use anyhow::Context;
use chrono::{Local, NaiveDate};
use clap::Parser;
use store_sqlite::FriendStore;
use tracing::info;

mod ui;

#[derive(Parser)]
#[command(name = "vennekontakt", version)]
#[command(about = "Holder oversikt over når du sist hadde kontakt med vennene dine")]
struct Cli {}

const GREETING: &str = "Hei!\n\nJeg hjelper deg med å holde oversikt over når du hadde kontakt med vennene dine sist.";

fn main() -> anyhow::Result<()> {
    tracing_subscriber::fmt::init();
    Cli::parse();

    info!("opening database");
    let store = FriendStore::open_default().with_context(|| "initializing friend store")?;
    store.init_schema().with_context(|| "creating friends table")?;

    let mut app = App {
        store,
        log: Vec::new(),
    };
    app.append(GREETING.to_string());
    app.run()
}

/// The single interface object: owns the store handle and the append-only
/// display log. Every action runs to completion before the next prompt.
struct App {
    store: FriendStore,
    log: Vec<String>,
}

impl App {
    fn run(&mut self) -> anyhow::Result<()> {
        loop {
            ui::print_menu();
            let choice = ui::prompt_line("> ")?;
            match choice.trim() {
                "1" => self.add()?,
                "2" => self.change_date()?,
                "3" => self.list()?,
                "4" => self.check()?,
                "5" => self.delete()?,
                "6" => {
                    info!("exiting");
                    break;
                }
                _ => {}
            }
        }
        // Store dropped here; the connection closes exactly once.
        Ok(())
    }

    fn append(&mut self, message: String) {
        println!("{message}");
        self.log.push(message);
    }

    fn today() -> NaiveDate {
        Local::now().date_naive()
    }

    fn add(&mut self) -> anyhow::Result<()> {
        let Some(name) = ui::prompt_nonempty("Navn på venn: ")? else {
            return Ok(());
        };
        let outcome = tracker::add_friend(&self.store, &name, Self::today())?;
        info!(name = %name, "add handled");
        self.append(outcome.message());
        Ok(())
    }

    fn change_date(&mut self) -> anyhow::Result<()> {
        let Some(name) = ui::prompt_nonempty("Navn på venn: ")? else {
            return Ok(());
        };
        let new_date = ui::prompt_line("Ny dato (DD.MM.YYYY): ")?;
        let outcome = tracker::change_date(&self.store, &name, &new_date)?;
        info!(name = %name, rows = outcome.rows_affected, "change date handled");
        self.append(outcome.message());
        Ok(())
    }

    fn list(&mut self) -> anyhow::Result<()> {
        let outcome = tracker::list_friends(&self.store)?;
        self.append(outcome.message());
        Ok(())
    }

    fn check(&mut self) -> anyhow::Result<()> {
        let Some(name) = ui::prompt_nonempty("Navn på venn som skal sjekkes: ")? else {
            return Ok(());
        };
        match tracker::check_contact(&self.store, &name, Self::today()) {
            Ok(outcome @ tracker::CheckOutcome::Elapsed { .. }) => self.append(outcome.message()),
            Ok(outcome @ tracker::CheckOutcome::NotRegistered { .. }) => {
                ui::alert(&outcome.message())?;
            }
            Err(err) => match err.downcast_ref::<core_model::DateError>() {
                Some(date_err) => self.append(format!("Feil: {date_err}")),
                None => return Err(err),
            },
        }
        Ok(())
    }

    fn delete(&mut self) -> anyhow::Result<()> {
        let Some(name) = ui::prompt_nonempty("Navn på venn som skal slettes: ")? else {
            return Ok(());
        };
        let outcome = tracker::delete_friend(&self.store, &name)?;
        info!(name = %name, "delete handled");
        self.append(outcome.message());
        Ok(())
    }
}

◆ ◆ ◆

→ **Problem requirements**
Please repeat the entries above exactly as they read.

→ **Output of the task**
use anyhow::Context;
use chrono::{Local, NaiveDate};
use clap::Parser;
use store_sqlite::FriendStore;
use tracing::info;

mod ui;

#[derive(Parser)]
#[command(name = "vennekontakt", version)]
#[command(about = "Holder oversikt over når du sist hadde kontakt med vennene dine")]
struct Cli {}

const GREETING: &str = "Hei!\n\nJeg hjelper deg med å holde oversikt over når du hadde kontakt med vennene dine sist.";

fn main() -> anyhow::Result<()> {
    tracing_subscriber::fmt::init();
    Cli::parse();

    info!("opening database");
    let store = FriendStore::open_default().with_context(|| "initializing friend store")?;
    store.init_schema().with_context(|| "creating friends table")?;

    let mut app = App {
        store,
        log: Vec::new(),
    };
    app.append(GREETING.to_string());
    app.run()
}

/// The single interface object: owns the store handle and the append-only
/// display log. Every action runs to completion before the next prompt.
struct App {
    store: FriendStore,
    log: Vec<String>,
}

impl App {
    fn run(&mut self) -> anyhow::Result<()> {
        loop {
            ui::print_menu();
            let choice = ui::prompt_line("> ")?;
            match choice.trim() {
                "1" => self.add()?,
                "2" => self.change_date()?,
                "3" => self.list()?,
                "4" => self.check()?,
                "5" => self.delete()?,
                "6" => {
                    info!("exiting");
                    break;
                }
                _ => {}
            }
        }
        // Store dropped here; the connection closes exactly once.
        Ok(())
    }

    fn append(&mut self, message: String) {
        println!("{message}");
        self.log.push(message);
    }

    fn today() -> NaiveDate {
        Local::now().date_naive()
    }

    fn add(&mut self) -> anyhow::Result<()> {
        let Some(name) = ui::prompt_nonempty("Navn på venn: ")? else {
            return Ok(());
        };
        let outcome = tracker::add_friend(&self.store, &name, Self::today())?;
        info!(name = %name, "add handled");
        self.append(outcome.message());
        Ok(())
    }

    fn change_date(&mut self) -> anyhow::Result<()> {
        let Some(name) = ui::prompt_nonempty("Navn på venn: ")? else {
            return Ok(());
        };
        let new_date = ui::prompt_line("Ny dato (DD.MM.YYYY): ")?;
        let outcome = tracker::change_date(&self.store, &name, &new_date)?;
        info!(name = %name, rows = outcome.rows_affected, "change date handled");
        self.append(outcome.message());
        Ok(())
    }

    fn list(&mut self) -> anyhow::Result<()> {
        let outcome = tracker::list_friends(&self.store)?;
        self.append(outcome.message());
        Ok(())
    }

    fn check(&mut self) -> anyhow::Result<()> {
        let Some(name) = ui::prompt_nonempty("Navn på venn som skal sjekkes: ")? else {
            return Ok(());
        };
        match tracker::check_contact(&self.store, &name, Self::today()) {
            Ok(outcome @ tracker::CheckOutcome::Elapsed { .. }) => self.append(outcome.message()),
            Ok(outcome @ tracker::CheckOutcome::NotRegistered { .. }) => {
                ui::alert(&outcome.message())?;
            }
            Err(err) => match err.downcast_ref::<core_model::DateError>() {
                Some(date_err) => self.append(format!("Feil: {date_err}")),
                None => return Err(err),
            },
        }
        Ok(())
    }

    fn delete(&mut self) -> anyhow::Result<()> {
        let Some(name) = ui::prompt_nonempty("Navn på venn som skal slettes: ")? else {
            return Ok(());
        };
        let outcome = tracker::delete_friend(&self.store, &name)?;
        info!(name = %name, "delete handled");
        self.append(outcome.message());
        Ok(())
    }
}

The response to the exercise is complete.